The discovery of several specimens of tiger mosquito in the Return of the Birds of Santa Cruz de Tenerife has led to Public Health to place new traps to try to control the situation as soon as possible. Yesterday, 24 traps were located in communal gardens and homes, which, together with neighborhood collaboration, is managing to reduce the outbreaks detected, as confirmed to NOTICE DIARY the professor of Pathology and professor emeritus of the University of La Laguna (ULL), Basilio Valladares.
For its part, the neighborhood association of the affected area indicated that “there is no neighbor” who is not collaborating with Environmental Health, since the 120 houses that make up this capital enclave “are committed to this problem and have opened their doors to residents.” technicians to help control the insect.”
In this sense, Vicky, president of the neighborhood association, specified that “Health has come today (yesterday for the reader) to set more traps and there has been no problem with the neighbors. “We are calm in the area, as no new bites have been recorded and everything is in order.”
Meanwhile, the professor and former director of the ULL Institute of Tropical Diseases, Basilio Valladares, recalled that “it is vital that the inspectors of the General Directorate of Public Health and the staff of the University Institute of Tropical Diseases can continue fumigating the nests found in the Aedes albopictus and, to do so, access to homes and gardens is needed. At first there was opposition from a few neighbors, but they have finally agreed to the urgent call for collaboration.”
The scientist clarified that “the actions that are being carried out consist of the placement of traps, which are collected every seven days to prepare a report and maps of the detected outbreaks, which have already been decreasing in recent days thanks to the effort what are you doing”.
Valladares insisted that, despite this reduction in outbreaks, we must not let our guard down, because there are still “uncontrolled” areas where fumigation cannot be done.
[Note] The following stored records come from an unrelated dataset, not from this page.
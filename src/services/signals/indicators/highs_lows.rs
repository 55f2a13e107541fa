//! Highs/Lows oscillator.

use crate::services::signals::{make_reading, math, Indicator};
use crate::types::{Candle, IndicatorReading, SignalTag};

/// Highs/Lows oscillator: the close located within the lookback high/low
/// range, 0-100. Unlike the stochastic, an extreme here reads as trend
/// confirmation rather than exhaustion:
/// - 80 or above: buy-leaning
/// - 20 or below: sell-leaning
pub struct HighsLows {
    period: usize,
}

impl Default for HighsLows {
    fn default() -> Self {
        Self { period: 14 }
    }
}

impl HighsLows {
    pub fn new(period: usize) -> Self {
        Self { period }
    }

    fn tag(value: f64) -> SignalTag {
        if value >= 80.0 {
            SignalTag::Buy
        } else if value <= 20.0 {
            SignalTag::Sell
        } else {
            SignalTag::Neutral
        }
    }
}

impl Indicator for HighsLows {
    fn id(&self) -> &str {
        "highs_lows"
    }

    fn name(&self) -> &str {
        "Highs/Lows(14)"
    }

    fn min_periods(&self) -> usize {
        self.period
    }

    fn evaluate(&self, candles: &[Candle]) -> Option<IndicatorReading> {
        let highs: Vec<Option<f64>> = candles.iter().map(|c| Some(c.high)).collect();
        let lows: Vec<Option<f64>> = candles.iter().map(|c| Some(c.low)).collect();

        let hh = math::latest(&math::rolling_max(&highs, self.period))?;
        let ll = math::latest(&math::rolling_min(&lows, self.period))?;
        if hh <= ll {
            return None;
        }

        let close = candles.last()?.close;
        let value = (close - ll) / (hh - ll) * 100.0;
        Some(make_reading(self.name(), value, Self::tag(value)))
    }
}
A situation that, he warned, “is worrying, because due to the wind or even if a specimen sneaks into a car, it can cause the expansion of the insect, which would end up settling in the Canary Islands, as has already happened in other parts of the country such as Catalonia. ”.
“Failure to eliminate strongholds of Aedes albopictus (transmitter of diseases such as Zika or dengue) could generate 10,000 specimens flying throughout the islands in just one week, because it is a prolific species, and in each nest you can find between 100 and 200 eggs, apart from the fact that it can survive more than a year without the larvae hatching. That is why it is so important that they be eliminated quickly,” said Valladares.
In another order, the Ministry of Health has launched a campaign to promote the use of the Mosquito Alert application, which seeks to monitor the bites of this insect and its prevention.